**Brief**
Write out the data below exactly, beginning with the first line and ending once the line that has "pub fn new(store: S)" is written.

* * * * *

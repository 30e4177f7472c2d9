//! Appointment administration.

use backoffice_core::error::AppError;
use chrono::Utc;
use tracing::instrument;
use uuid::Uuid;
use validator::Validate;

use crate::models::{Appointment, AppointmentStatus, CreateAppointment, UpdateAppointment};
use crate::services::store::BackofficeStore;

pub struct AppointmentService<S> {
    store: S,
}

impl<S: BackofficeStore> AppointmentService<S> {
    pub fn new(store: S) -> Self {
        Self { store }
    }

    #[instrument(skip(self, input), fields(customer_id = %input.customer_id))]
    pub async fn create_appointment(
        &self,
        input: CreateAppointment,
    ) -> Result<Appointment, AppError> {
        input.validate()?;

        if self.store.get_customer(input.customer_id).await?.is_none() {
            return Err(AppError::NotFound(anyhow::anyhow!(
                "Customer {} not found",
                input.customer_id
            )));
        }
        if self.store.get_tutor(input.tutor_id).await?.is_none() {
            return Err(AppError::NotFound(anyhow::anyhow!(
                "Tutor {} not found",
                input.tutor_id
            )));
        }

        let appointment = Appointment {
            appointment_id: Uuid::new_v4(),
            customer_id: input.customer_id,
            tutor_id: Some(input.tutor_id),
            course_name: input.course_name,
            appointment_date: input.appointment_date,
            appointment_time: input.appointment_time,
            status: input
                .status
                .unwrap_or(AppointmentStatus::Scheduled)
                .as_str()
                .to_string(),
            created_utc: Utc::now(),
        };
        self.store.insert_appointment(&appointment).await?;

        Ok(appointment)
    }

    #[instrument(skip(self, input), fields(appointment_id = %appointment_id))]
    pub async fn update_appointment(
        &self,
        appointment_id: Uuid,
        input: UpdateAppointment,
    ) -> Result<Appointment, AppError> {
        input.validate()?;

        let mut appointment = self
            .store
            .get_appointment(appointment_id)
            .await?
            .ok_or_else(|| {
                AppError::NotFound(anyhow::anyhow!("Appointment {} not found", appointment_id))
            })?;

        if let Some(tutor_id) = input.tutor_id {
            if self.store.get_tutor(tutor_id).await?.is_none() {
                return Err(AppError::NotFound(anyhow::anyhow!(
                    "Tutor {} not found",
                    tutor_id
                )));
            }
            appointment.tutor_id = Some(tutor_id);
        }

        appointment.course_name = input.course_name;
        appointment.appointment_date = input.appointment_date;
        appointment.appointment_time = input.appointment_time;
        appointment.status = input.status.as_str().to_string();

        self.store.update_appointment(&appointment).await?;

        Ok(appointment)
    }

    pub async fn get_appointment(&self, appointment_id: Uuid) -> Result<Appointment, AppError> {
        self.store.get_appointment(appointment_id).await?.ok_or_else(|| {
            AppError::NotFound(anyhow::anyhow!("Appointment {} not found", appointment_id))
        })
    }

    #[instrument(skip(self), fields(appointment_id = %appointment_id))]
    pub async fn delete_appointment(&self, appointment_id: Uuid) -> Result<(), AppError> {
        let deleted = self.store.delete_appointment(appointment_id).await?;
        if !deleted {
            return Err(AppError::NotFound(anyhow::anyhow!(
                "Appointment {} not found",
                appointment_id
            )));
        }
        Ok(())
    }
}
//! Test helper module for tutoring-service integration tests.
//!
//! Provides an in-memory [`BackofficeStore`] with the same semantics as the
//! Postgres store (unique emails and invoice numbers, tutor deletion
//! clearing references) plus seeding helpers.

#![allow(dead_code)]

use std::collections::HashMap;
use std::sync::{Arc, Mutex};

use async_trait::async_trait;
use backoffice_core::error::AppError;
use chrono::NaiveDate;
use rust_decimal::Decimal;
use uuid::Uuid;

use tutoring_service::models::{
    Appointment, CreateCustomer, CreateInvoice, CreateTutor, Customer, Invoice,
    ListInvoicesFilter, Tutor, TutorLedger,
};
use tutoring_service::services::customers::CustomerService;
use tutoring_service::services::invoices::{DeletePolicy, InvoiceService};
use tutoring_service::services::split::SplitPolicy;
use tutoring_service::services::store::BackofficeStore;
use tutoring_service::services::tutors::TutorService;

#[derive(Default)]
struct Inner {
    tutors: HashMap<Uuid, Tutor>,
    customers: HashMap<Uuid, Customer>,
    appointments: HashMap<Uuid, Appointment>,
    invoices: HashMap<Uuid, Invoice>,
    all_invoice_numbers_taken: bool,
}

/// In-memory store shared between the service under test and the assertions.
#[derive(Clone, Default)]
pub struct MemoryStore {
    inner: Arc<Mutex<Inner>>,
}

impl MemoryStore {
    pub fn new() -> Self {
        Self::default()
    }

    /// Make every 5-digit invoice number read as taken, to exercise the
    /// generator's exhaustion path.
    pub fn saturate_invoice_numbers(&self) {
        self.inner.lock().unwrap().all_invoice_numbers_taken = true;
    }

    /// Insert an invoice row directly, bypassing the orchestrator. Used to
    /// seed legacy shapes (no tutor, dangling tutor reference).
    pub fn seed_invoice(&self, invoice: Invoice) {
        self.inner
            .lock()
            .unwrap()
            .invoices
            .insert(invoice.invoice_id, invoice);
    }

    pub fn stored_invoice(&self, invoice_id: Uuid) -> Option<Invoice> {
        self.inner.lock().unwrap().invoices.get(&invoice_id).cloned()
    }

    pub fn stored_ledger(&self, tutor_id: Uuid) -> TutorLedger {
        self.inner.lock().unwrap().tutors[&tutor_id].ledger.clone()
    }
}

#[async_trait]
impl BackofficeStore for MemoryStore {
    async fn insert_tutor(&self, tutor: &Tutor) -> Result<(), AppError> {
        let mut inner = self.inner.lock().unwrap();
        if inner.tutors.values().any(|t| t.email == tutor.email) {
            return Err(AppError::Conflict(anyhow::anyhow!(
                "Tutor with email {} already exists",
                tutor.email
            )));
        }
        inner.tutors.insert(tutor.tutor_id, tutor.clone());
        Ok(())
    }

    async fn get_tutor(&self, tutor_id: Uuid) -> Result<Option<Tutor>, AppError> {
        Ok(self.inner.lock().unwrap().tutors.get(&tutor_id).cloned())
    }

    async fn get_tutor_by_email(&self, email: &str) -> Result<Option<Tutor>, AppError> {
        Ok(self
            .inner
            .lock()
            .unwrap()
            .tutors
            .values()
            .find(|t| t.email == email)
            .cloned())
    }

    async fn list_tutors(&self, active_only: bool) -> Result<Vec<Tutor>, AppError> {
        let inner = self.inner.lock().unwrap();
        let mut tutors: Vec<Tutor> = inner
            .tutors
            .values()
            .filter(|t| !active_only || t.is_active)
            .cloned()
            .collect();
        tutors.sort_by(|a, b| a.full_name.cmp(&b.full_name));
        Ok(tutors)
    }

    async fn update_tutor(&self, tutor: &Tutor) -> Result<(), AppError> {
        let mut inner = self.inner.lock().unwrap();
        if inner
            .tutors
            .values()
            .any(|t| t.tutor_id != tutor.tutor_id && t.email == tutor.email)
        {
            return Err(AppError::Conflict(anyhow::anyhow!(
                "Email {} already in use",
                tutor.email
            )));
        }
        if let Some(stored) = inner.tutors.get_mut(&tutor.tutor_id) {
            // Profile fields only; the ledger has its own write path.
            stored.full_name = tutor.full_name.clone();
            stored.email = tutor.email.clone();
            stored.phone_number = tutor.phone_number.clone();
            stored.is_active = tutor.is_active;
            stored.share_percentage = tutor.share_percentage;
        }
        Ok(())
    }

    async fn update_tutor_ledger(
        &self,
        tutor_id: Uuid,
        ledger: &TutorLedger,
    ) -> Result<(), AppError> {
        if let Some(stored) = self.inner.lock().unwrap().tutors.get_mut(&tutor_id) {
            stored.ledger = ledger.clone();
        }
        Ok(())
    }

    async fn delete_tutor(&self, tutor_id: Uuid) -> Result<bool, AppError> {
        let mut inner = self.inner.lock().unwrap();
        let deleted = inner.tutors.remove(&tutor_id).is_some();
        if deleted {
            // Mirrors ON DELETE SET NULL on the foreign keys.
            for invoice in inner.invoices.values_mut() {
                if invoice.tutor_id == Some(tutor_id) {
                    invoice.tutor_id = None;
                }
            }
            for appointment in inner.appointments.values_mut() {
                if appointment.tutor_id == Some(tutor_id) {
                    appointment.tutor_id = None;
                }
            }
        }
        Ok(deleted)
    }

    async fn insert_customer(&self, customer: &Customer) -> Result<(), AppError> {
        let mut inner = self.inner.lock().unwrap();
        if inner.customers.values().any(|c| c.email == customer.email) {
            return Err(AppError::Conflict(anyhow::anyhow!(
                "Customer with email {} already exists",
                customer.email
            )));
        }
        inner.customers.insert(customer.customer_id, customer.clone());
        Ok(())
    }

    async fn get_customer(&self, customer_id: Uuid) -> Result<Option<Customer>, AppError> {
        Ok(self
            .inner
            .lock()
            .unwrap()
            .customers
            .get(&customer_id)
            .cloned())
    }

    async fn get_customer_by_email(&self, email: &str) -> Result<Option<Customer>, AppError> {
        Ok(self
            .inner
            .lock()
            .unwrap()
            .customers
            .values()
            .find(|c| c.email == email)
            .cloned())
    }

    async fn list_customers(&self) -> Result<Vec<Customer>, AppError> {
        let inner = self.inner.lock().unwrap();
        let mut customers: Vec<Customer> = inner.customers.values().cloned().collect();
        customers.sort_by(|a, b| a.full_name.cmp(&b.full_name));
        Ok(customers)
    }

    async fn insert_appointment(&self, appointment: &Appointment) -> Result<(), AppError> {
        self.inner
            .lock()
            .unwrap()
            .appointments
            .insert(appointment.appointment_id, appointment.clone());
        Ok(())
    }

    async fn get_appointment(
        &self,
        appointment_id: Uuid,
    ) -> Result<Option<Appointment>, AppError> {
        Ok(self
            .inner
            .lock()
            .unwrap()
            .appointments
            .get(&appointment_id)
            .cloned())
    }

    async fn update_appointment(&self, appointment: &Appointment) -> Result<(), AppError> {
        self.inner
            .lock()
            .unwrap()
            .appointments
            .insert(appointment.appointment_id, appointment.clone());
        Ok(())
    }

    async fn delete_appointment(&self, appointment_id: Uuid) -> Result<bool, AppError> {
        Ok(self
            .inner
            .lock()
            .unwrap()
            .appointments
            .remove(&appointment_id)
            .is_some())
    }

    async fn assign_tutor_to_customer_appointments(
        &self,
        customer_id: Uuid,
        tutor_id: Uuid,
    ) -> Result<u64, AppError> {
        let mut inner = self.inner.lock().unwrap();
        let mut updated = 0;
        for appointment in inner.appointments.values_mut() {
            if appointment.customer_id == customer_id && appointment.tutor_id.is_none() {
                appointment.tutor_id = Some(tutor_id);
                updated += 1;
            }
        }
        Ok(updated)
    }

    async fn insert_invoice(&self, invoice: &Invoice) -> Result<(), AppError> {
        let mut inner = self.inner.lock().unwrap();
        if inner
            .invoices
            .values()
            .any(|i| i.invoice_number == invoice.invoice_number)
        {
            return Err(AppError::Conflict(anyhow::anyhow!(
                "Invoice number {} already exists",
                invoice.invoice_number
            )));
        }
        inner.invoices.insert(invoice.invoice_id, invoice.clone());
        Ok(())
    }

    async fn get_invoice(&self, invoice_id: Uuid) -> Result<Option<Invoice>, AppError> {
        Ok(self.inner.lock().unwrap().invoices.get(&invoice_id).cloned())
    }

    async fn invoice_number_exists(&self, invoice_number: &str) -> Result<bool, AppError> {
        let inner = self.inner.lock().unwrap();
        Ok(inner.all_invoice_numbers_taken
            || inner
                .invoices
                .values()
                .any(|i| i.invoice_number == invoice_number))
    }

    async fn list_invoices(&self, filter: &ListInvoicesFilter) -> Result<Vec<Invoice>, AppError> {
        let inner = self.inner.lock().unwrap();
        let mut invoices: Vec<Invoice> = inner
            .invoices
            .values()
            .filter(|i| filter.is_paid.map_or(true, |paid| i.is_paid == paid))
            .filter(|i| filter.customer_id.map_or(true, |id| i.customer_id == id))
            .filter(|i| filter.tutor_id.map_or(true, |id| i.tutor_id == Some(id)))
            .filter(|i| filter.start_date.map_or(true, |d| i.session_date >= d))
            .filter(|i| filter.end_date.map_or(true, |d| i.session_date <= d))
            .cloned()
            .collect();
        invoices.sort_by(|a, b| {
            (a.session_date, &a.invoice_number).cmp(&(b.session_date, &b.invoice_number))
        });
        Ok(invoices)
    }

    async fn list_paid_invoices_for_tutor(
        &self,
        tutor_id: Uuid,
    ) -> Result<Vec<Invoice>, AppError> {
        let inner = self.inner.lock().unwrap();
        let mut invoices: Vec<Invoice> = inner
            .invoices
            .values()
            .filter(|i| i.tutor_id == Some(tutor_id) && i.is_paid)
            .cloned()
            .collect();
        invoices.sort_by_key(|i| i.session_date);
        Ok(invoices)
    }

    async fn list_invoices_without_tutor(&self) -> Result<Vec<Invoice>, AppError> {
        let inner = self.inner.lock().unwrap();
        let mut invoices: Vec<Invoice> = inner
            .invoices
            .values()
            .filter(|i| i.tutor_id.is_none())
            .cloned()
            .collect();
        invoices.sort_by_key(|i| i.session_date);
        Ok(invoices)
    }

    async fn assign_tutor_to_customer_invoices(
        &self,
        customer_id: Uuid,
        tutor_id: Uuid,
    ) -> Result<u64, AppError> {
        let mut inner = self.inner.lock().unwrap();
        let mut updated = 0;
        for invoice in inner.invoices.values_mut() {
            if invoice.customer_id == customer_id && invoice.tutor_id.is_none() {
                invoice.tutor_id = Some(tutor_id);
                updated += 1;
            }
        }
        Ok(updated)
    }

    async fn update_invoice(&self, invoice: &Invoice) -> Result<(), AppError> {
        let mut inner = self.inner.lock().unwrap();
        if inner
            .invoices
            .values()
            .any(|i| i.invoice_id != invoice.invoice_id && i.invoice_number == invoice.invoice_number)
        {
            return Err(AppError::Conflict(anyhow::anyhow!(
                "Invoice number {} already exists",
                invoice.invoice_number
            )));
        }
        inner.invoices.insert(invoice.invoice_id, invoice.clone());
        Ok(())
    }

    async fn delete_invoice(&self, invoice_id: Uuid) -> Result<bool, AppError> {
        Ok(self
            .inner
            .lock()
            .unwrap()
            .invoices
            .remove(&invoice_id)
            .is_some())
    }
}

pub fn date(year: i32, month: u32, day: u32) -> NaiveDate {
    NaiveDate::from_ymd_opt(year, month, day).unwrap()
}

/// A session date before the 2024-12-05 milestone.
pub fn pre_milestone() -> NaiveDate {
    date(2024, 11, 1)
}

/// A session date after the milestone.
pub fn post_milestone() -> NaiveDate {
    date(2025, 1, 10)
}

/// Invoice service wired with the default policy and delete behavior.
pub fn invoice_service(store: &MemoryStore) -> InvoiceService<MemoryStore> {
    InvoiceService::new(
        store.clone(),
        SplitPolicy::default(),
        DeletePolicy::default(),
    )
}

pub async fn seed_tutor(store: &MemoryStore, name: &str, email: &str, share: u32) -> Tutor {
    TutorService::new(store.clone())
        .create_tutor(CreateTutor {
            full_name: name.to_string(),
            email: email.to_string(),
            phone_number: None,
            share_percentage: Some(Decimal::from(share)),
        })
        .await
        .expect("Failed to seed tutor")
}

pub async fn seed_customer(store: &MemoryStore, name: &str, email: &str) -> Customer {
    CustomerService::new(store.clone())
        .create_customer(CreateCustomer {
            full_name: name.to_string(),
            email: email.to_string(),
            phone_number: None,
        })
        .await
        .expect("Failed to seed customer")
}

/// CreateInvoice input with a generated invoice number.
pub fn invoice_input(
    customer: &Customer,
    tutor: &Tutor,
    session_date: NaiveDate,
    hours: u32,
    price: u32,
    is_paid: bool,
) -> CreateInvoice {
    CreateInvoice {
        invoice_number: None,
        customer_id: customer.customer_id,
        tutor_id: tutor.tutor_id,
        session_date,
        due_date: session_date + chrono::Duration::days(14),
        hours: Decimal::from(hours),
        price: Decimal::from(price),
        is_paid,
    }
}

* * * * *

**Output below**
repository 30e4177f7472c2d9
//! Appointment administration.

use backoffice_core::error::AppError;
use chrono::Utc;
use tracing::instrument;
use uuid::Uuid;
use validator::Validate;

use crate::models::{Appointment, AppointmentStatus, CreateAppointment, UpdateAppointment};
use crate::services::store::BackofficeStore;

pub struct AppointmentService<S> {
    store: S,
}

impl<S: BackofficeStore> AppointmentService<S> {
    pub fn new(store: S) -> Self {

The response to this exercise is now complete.